[Collection entries]
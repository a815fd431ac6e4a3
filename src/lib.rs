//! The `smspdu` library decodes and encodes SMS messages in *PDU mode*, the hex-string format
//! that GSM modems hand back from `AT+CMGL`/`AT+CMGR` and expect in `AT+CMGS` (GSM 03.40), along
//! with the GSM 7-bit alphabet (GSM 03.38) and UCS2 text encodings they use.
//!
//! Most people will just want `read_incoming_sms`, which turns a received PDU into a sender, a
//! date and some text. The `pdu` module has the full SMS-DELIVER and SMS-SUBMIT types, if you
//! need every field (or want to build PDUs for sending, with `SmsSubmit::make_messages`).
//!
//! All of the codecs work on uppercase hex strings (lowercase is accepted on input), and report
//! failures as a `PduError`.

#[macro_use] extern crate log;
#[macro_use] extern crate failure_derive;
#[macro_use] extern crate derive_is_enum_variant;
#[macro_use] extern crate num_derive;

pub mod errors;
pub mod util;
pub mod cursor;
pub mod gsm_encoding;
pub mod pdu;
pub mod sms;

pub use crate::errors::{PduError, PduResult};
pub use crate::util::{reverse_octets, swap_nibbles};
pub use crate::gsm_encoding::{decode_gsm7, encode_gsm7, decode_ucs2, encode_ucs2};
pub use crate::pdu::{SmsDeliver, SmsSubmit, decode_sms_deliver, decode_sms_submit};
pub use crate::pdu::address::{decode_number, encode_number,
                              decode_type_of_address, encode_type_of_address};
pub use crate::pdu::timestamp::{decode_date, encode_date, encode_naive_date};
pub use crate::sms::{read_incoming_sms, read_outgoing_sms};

* * *

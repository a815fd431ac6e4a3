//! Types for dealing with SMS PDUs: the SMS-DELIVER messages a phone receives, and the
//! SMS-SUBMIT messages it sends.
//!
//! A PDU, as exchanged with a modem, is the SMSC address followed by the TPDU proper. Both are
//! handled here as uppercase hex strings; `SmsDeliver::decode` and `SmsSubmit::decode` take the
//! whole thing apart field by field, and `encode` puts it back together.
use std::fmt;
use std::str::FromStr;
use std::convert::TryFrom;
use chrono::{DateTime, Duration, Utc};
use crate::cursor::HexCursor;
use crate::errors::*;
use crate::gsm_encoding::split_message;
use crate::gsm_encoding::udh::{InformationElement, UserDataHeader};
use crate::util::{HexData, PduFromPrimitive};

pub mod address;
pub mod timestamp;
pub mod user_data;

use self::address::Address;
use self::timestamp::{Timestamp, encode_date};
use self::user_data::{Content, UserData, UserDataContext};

--

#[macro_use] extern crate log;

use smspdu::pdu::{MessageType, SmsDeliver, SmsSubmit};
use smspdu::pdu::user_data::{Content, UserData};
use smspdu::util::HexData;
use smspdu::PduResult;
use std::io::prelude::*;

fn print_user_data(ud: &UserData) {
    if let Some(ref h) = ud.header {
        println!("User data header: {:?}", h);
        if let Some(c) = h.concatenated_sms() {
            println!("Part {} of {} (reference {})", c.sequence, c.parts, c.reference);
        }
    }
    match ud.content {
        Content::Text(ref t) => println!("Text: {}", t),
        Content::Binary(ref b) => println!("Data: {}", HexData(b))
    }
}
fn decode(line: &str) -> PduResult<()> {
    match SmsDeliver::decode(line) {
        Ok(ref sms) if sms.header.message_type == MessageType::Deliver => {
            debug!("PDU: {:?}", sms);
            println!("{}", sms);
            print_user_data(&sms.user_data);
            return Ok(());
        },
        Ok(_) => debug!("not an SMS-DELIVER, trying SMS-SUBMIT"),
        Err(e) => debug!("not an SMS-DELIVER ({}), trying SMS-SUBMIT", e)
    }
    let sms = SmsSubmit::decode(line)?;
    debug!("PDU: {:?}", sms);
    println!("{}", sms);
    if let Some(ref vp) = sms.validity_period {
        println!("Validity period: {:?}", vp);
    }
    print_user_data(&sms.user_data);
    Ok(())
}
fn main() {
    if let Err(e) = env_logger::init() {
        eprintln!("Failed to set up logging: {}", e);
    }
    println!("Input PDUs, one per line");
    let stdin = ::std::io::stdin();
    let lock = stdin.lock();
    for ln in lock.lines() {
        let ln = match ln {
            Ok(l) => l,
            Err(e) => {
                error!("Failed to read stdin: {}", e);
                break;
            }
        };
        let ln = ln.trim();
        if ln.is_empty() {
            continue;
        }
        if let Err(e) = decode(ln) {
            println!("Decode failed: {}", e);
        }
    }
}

__Your goal__. What is needed is each line of the entries that contains the word "PduResult".

__Answer space__.
pub use crate::errors::{PduError, PduResult};
use smspdu::PduResult;
fn decode(line: &str) -> PduResult<()> {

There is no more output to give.